Assigned task >> Once you find the line with "pub(crate) fn dispatch(&self, request: WorkerRequest)" in the data that follows, repeat it and every line after it exactly, through the line with "use crate::error::CompressionError;".

┄┄┄┄┄┄┄┄┄┄┄┄┄┄┄┄┄┄┄┄

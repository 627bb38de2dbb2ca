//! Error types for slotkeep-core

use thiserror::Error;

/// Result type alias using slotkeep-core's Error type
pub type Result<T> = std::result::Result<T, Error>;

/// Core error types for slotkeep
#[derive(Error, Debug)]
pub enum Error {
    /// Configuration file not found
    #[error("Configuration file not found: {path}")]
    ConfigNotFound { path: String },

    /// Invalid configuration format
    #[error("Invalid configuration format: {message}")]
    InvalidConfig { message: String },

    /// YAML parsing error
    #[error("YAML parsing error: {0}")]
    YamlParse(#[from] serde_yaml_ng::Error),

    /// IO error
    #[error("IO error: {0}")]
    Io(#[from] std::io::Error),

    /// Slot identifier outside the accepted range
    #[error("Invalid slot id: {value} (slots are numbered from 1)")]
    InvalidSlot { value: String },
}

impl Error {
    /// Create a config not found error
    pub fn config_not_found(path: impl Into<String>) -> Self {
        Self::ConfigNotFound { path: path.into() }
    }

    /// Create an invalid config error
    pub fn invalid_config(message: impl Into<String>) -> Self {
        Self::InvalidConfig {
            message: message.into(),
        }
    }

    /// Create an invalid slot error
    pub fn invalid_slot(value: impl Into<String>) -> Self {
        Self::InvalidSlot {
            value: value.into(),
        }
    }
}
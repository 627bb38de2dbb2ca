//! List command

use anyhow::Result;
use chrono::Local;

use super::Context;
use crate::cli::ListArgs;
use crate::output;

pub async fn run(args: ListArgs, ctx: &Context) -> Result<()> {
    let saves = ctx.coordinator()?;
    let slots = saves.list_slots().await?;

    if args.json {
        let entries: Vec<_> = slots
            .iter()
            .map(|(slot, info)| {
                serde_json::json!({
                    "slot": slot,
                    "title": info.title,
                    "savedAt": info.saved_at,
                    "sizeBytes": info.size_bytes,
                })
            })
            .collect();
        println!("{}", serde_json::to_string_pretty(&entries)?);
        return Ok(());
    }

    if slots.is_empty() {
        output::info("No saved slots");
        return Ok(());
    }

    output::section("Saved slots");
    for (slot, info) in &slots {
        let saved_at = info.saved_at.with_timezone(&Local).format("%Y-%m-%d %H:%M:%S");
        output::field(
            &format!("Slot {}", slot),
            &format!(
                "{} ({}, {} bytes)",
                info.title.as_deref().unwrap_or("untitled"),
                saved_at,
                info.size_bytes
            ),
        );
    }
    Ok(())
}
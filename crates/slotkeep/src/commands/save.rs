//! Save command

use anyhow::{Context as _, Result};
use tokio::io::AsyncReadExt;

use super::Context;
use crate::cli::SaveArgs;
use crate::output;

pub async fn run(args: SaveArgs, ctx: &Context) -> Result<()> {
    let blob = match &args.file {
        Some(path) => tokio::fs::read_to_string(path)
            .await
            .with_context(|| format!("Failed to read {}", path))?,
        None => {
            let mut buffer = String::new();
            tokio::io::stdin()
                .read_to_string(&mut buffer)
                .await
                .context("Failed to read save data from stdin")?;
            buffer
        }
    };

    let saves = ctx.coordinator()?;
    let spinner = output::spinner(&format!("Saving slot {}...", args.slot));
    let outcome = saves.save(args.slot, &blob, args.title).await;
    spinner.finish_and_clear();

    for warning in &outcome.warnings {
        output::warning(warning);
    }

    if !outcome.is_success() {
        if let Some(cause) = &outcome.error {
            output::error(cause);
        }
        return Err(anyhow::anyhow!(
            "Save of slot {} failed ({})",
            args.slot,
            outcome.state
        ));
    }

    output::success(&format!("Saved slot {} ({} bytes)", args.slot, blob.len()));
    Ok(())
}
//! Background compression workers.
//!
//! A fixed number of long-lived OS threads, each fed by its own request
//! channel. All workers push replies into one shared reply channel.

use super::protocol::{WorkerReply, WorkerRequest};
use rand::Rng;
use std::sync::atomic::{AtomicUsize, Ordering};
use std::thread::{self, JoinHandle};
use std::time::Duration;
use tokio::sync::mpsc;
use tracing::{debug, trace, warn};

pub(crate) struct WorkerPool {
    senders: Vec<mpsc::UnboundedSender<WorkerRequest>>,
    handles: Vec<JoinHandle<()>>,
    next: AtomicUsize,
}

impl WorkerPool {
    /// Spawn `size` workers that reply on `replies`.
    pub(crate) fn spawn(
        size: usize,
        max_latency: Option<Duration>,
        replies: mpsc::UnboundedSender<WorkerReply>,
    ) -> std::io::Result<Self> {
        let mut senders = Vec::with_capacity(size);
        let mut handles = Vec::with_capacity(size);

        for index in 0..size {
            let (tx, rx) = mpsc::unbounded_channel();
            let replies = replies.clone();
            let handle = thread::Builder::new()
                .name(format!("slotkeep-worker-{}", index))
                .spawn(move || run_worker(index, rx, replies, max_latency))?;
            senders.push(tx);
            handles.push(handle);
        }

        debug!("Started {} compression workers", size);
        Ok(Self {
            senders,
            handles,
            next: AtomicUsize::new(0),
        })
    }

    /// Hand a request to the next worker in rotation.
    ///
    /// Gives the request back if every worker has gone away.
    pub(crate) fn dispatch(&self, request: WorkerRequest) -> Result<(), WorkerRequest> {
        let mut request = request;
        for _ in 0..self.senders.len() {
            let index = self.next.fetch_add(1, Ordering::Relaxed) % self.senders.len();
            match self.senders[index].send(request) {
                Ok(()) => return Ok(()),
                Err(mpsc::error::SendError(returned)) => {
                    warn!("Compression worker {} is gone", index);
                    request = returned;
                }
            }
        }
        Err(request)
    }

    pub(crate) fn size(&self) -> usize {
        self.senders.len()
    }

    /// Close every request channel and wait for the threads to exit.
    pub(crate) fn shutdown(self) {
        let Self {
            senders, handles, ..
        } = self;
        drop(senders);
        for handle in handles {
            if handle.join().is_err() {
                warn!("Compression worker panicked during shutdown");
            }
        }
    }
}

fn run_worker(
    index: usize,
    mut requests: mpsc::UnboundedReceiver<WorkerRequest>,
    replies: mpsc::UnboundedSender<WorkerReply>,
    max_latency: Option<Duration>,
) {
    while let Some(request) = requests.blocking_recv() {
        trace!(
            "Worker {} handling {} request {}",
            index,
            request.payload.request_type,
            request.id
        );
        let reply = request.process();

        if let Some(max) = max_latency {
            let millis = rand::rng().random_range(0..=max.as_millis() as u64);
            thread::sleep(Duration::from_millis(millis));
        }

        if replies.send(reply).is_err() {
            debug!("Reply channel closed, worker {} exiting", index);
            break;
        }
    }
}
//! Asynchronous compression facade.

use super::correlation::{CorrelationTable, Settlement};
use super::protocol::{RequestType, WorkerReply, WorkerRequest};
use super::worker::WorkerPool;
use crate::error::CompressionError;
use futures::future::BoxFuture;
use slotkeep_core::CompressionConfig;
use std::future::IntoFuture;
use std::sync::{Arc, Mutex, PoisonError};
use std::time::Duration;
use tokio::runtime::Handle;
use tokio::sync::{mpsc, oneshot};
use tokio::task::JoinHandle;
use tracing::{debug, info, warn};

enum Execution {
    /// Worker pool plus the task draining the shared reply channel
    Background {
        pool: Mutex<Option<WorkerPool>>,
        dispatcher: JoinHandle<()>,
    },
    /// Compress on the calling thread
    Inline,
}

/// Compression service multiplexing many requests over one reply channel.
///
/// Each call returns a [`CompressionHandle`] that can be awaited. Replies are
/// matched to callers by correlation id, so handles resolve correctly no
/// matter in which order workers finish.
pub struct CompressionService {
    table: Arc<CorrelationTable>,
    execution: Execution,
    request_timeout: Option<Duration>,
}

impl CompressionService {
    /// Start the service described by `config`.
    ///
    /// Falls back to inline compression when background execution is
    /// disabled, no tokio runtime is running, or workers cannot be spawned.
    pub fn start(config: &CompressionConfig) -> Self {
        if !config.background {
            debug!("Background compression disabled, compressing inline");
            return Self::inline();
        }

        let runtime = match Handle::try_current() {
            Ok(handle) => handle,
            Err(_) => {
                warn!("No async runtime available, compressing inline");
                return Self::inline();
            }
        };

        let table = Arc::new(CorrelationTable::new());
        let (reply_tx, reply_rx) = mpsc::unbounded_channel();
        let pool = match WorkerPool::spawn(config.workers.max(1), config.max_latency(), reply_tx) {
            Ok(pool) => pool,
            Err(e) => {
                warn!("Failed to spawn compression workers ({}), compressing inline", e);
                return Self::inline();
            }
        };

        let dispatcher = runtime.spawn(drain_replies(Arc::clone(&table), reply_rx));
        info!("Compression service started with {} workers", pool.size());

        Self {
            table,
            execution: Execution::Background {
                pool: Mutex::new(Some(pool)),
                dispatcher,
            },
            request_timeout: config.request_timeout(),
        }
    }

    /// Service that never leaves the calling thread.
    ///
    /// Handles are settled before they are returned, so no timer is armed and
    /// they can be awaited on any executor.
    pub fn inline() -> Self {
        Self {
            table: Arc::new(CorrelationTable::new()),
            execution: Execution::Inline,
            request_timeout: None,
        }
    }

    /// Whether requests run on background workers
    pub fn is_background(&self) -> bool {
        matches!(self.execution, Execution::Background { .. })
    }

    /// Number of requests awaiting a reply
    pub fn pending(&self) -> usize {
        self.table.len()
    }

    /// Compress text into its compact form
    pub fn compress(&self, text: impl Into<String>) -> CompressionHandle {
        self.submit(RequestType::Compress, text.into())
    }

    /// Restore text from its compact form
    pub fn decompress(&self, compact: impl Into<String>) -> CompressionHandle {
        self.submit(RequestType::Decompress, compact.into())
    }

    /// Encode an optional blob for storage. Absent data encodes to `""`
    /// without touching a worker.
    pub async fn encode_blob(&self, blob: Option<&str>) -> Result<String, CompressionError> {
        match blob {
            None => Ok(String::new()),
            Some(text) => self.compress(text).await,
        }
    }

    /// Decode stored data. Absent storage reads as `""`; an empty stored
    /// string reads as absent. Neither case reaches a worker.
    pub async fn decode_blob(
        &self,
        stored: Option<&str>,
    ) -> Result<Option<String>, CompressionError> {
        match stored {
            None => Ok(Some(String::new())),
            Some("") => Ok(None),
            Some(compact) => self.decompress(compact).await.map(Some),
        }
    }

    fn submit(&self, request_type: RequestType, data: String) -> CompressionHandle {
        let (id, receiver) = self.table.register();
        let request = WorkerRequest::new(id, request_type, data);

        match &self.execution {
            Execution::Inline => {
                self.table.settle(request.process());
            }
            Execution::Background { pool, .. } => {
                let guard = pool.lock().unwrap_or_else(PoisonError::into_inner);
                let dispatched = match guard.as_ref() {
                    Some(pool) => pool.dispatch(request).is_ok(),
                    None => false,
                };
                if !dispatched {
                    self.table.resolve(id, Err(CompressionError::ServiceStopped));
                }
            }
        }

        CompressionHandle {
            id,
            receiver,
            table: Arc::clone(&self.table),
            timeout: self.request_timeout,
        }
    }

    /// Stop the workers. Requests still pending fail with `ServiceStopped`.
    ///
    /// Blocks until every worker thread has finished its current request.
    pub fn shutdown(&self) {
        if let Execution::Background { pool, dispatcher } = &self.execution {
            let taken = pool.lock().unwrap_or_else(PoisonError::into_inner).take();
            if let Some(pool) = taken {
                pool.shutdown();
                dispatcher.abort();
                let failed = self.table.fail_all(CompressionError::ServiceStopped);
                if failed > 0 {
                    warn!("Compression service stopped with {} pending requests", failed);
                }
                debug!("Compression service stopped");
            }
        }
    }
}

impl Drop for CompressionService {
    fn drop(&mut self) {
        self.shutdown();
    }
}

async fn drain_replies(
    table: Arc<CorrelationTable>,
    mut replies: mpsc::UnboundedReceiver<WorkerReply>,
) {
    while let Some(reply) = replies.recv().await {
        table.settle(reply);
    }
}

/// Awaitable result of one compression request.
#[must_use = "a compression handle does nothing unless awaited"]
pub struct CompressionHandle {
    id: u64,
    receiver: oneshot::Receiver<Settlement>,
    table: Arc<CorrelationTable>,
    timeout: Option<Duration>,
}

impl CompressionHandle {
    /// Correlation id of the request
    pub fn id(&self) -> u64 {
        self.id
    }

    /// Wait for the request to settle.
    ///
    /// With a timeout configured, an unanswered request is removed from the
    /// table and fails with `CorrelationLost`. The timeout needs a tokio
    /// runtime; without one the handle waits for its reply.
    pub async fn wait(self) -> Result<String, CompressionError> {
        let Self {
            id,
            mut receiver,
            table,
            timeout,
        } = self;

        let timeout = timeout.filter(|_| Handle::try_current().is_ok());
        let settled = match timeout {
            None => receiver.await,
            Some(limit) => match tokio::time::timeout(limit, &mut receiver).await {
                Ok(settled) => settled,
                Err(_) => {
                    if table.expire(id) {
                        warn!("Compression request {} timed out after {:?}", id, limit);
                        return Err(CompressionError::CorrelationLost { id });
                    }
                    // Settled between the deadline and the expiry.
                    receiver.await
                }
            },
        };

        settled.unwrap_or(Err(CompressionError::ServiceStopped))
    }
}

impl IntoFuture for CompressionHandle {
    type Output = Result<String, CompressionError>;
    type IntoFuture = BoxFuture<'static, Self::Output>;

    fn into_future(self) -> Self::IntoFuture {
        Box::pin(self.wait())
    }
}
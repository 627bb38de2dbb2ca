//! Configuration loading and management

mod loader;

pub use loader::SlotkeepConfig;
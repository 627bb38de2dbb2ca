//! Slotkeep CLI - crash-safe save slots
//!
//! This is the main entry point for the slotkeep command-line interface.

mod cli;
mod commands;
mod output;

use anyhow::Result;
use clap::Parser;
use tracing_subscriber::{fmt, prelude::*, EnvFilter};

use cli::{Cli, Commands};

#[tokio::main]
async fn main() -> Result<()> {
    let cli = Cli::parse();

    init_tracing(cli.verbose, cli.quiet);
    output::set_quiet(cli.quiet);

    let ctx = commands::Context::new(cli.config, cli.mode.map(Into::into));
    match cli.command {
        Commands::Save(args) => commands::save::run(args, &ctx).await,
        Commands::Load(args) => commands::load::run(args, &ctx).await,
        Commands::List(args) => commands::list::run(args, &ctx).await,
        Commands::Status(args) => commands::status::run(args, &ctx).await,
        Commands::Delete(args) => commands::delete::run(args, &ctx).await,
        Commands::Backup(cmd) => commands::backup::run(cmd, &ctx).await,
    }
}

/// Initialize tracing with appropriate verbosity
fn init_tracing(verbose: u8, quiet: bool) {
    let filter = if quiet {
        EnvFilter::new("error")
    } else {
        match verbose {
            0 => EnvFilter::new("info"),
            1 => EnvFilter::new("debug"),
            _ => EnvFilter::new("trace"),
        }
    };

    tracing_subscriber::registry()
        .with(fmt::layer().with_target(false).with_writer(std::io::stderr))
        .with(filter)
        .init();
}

┄┄┄┄┄┄┄┄┄┄┄┄┄┄┄┄┄┄┄┄

Result for this task >>
    pub(crate) fn dispatch(&self, request: WorkerRequest) -> Result<(), WorkerRequest> {
        let mut request = request;
        for _ in 0..self.senders.len() {
            let index = self.next.fetch_add(1, Ordering::Relaxed) % self.senders.len();
            match self.senders[index].send(request) {
                Ok(()) => return Ok(()),
                Err(mpsc::error::SendError(returned)) => {
                    warn!("Compression worker {} is gone", index);
                    request = returned;
                }
            }
        }
        Err(request)
    }

    pub(crate) fn size(&self) -> usize {
        self.senders.len()
    }

    /// Close every request channel and wait for the threads to exit.
    pub(crate) fn shutdown(self) {
        let Self {
            senders, handles, ..
        } = self;
        drop(senders);
        for handle in handles {
            if handle.join().is_err() {
                warn!("Compression worker panicked during shutdown");
            }
        }
    }
}

fn run_worker(
    index: usize,
    mut requests: mpsc::UnboundedReceiver<WorkerRequest>,
    replies: mpsc::UnboundedSender<WorkerReply>,
    max_latency: Option<Duration>,
) {
    while let Some(request) = requests.blocking_recv() {
        trace!(
            "Worker {} handling {} request {}",
            index,
            request.payload.request_type,
            request.id
        );
        let reply = request.process();

        if let Some(max) = max_latency {
            let millis = rand::rng().random_range(0..=max.as_millis() as u64);
            thread::sleep(Duration::from_millis(millis));
        }

        if replies.send(reply).is_err() {
            debug!("Reply channel closed, worker {} exiting", index);
            break;
        }
    }
}
//! Asynchronous compression facade.

use super::correlation::{CorrelationTable, Settlement};
use super::protocol::{RequestType, WorkerReply, WorkerRequest};
use super::worker::WorkerPool;
use crate::error::CompressionError;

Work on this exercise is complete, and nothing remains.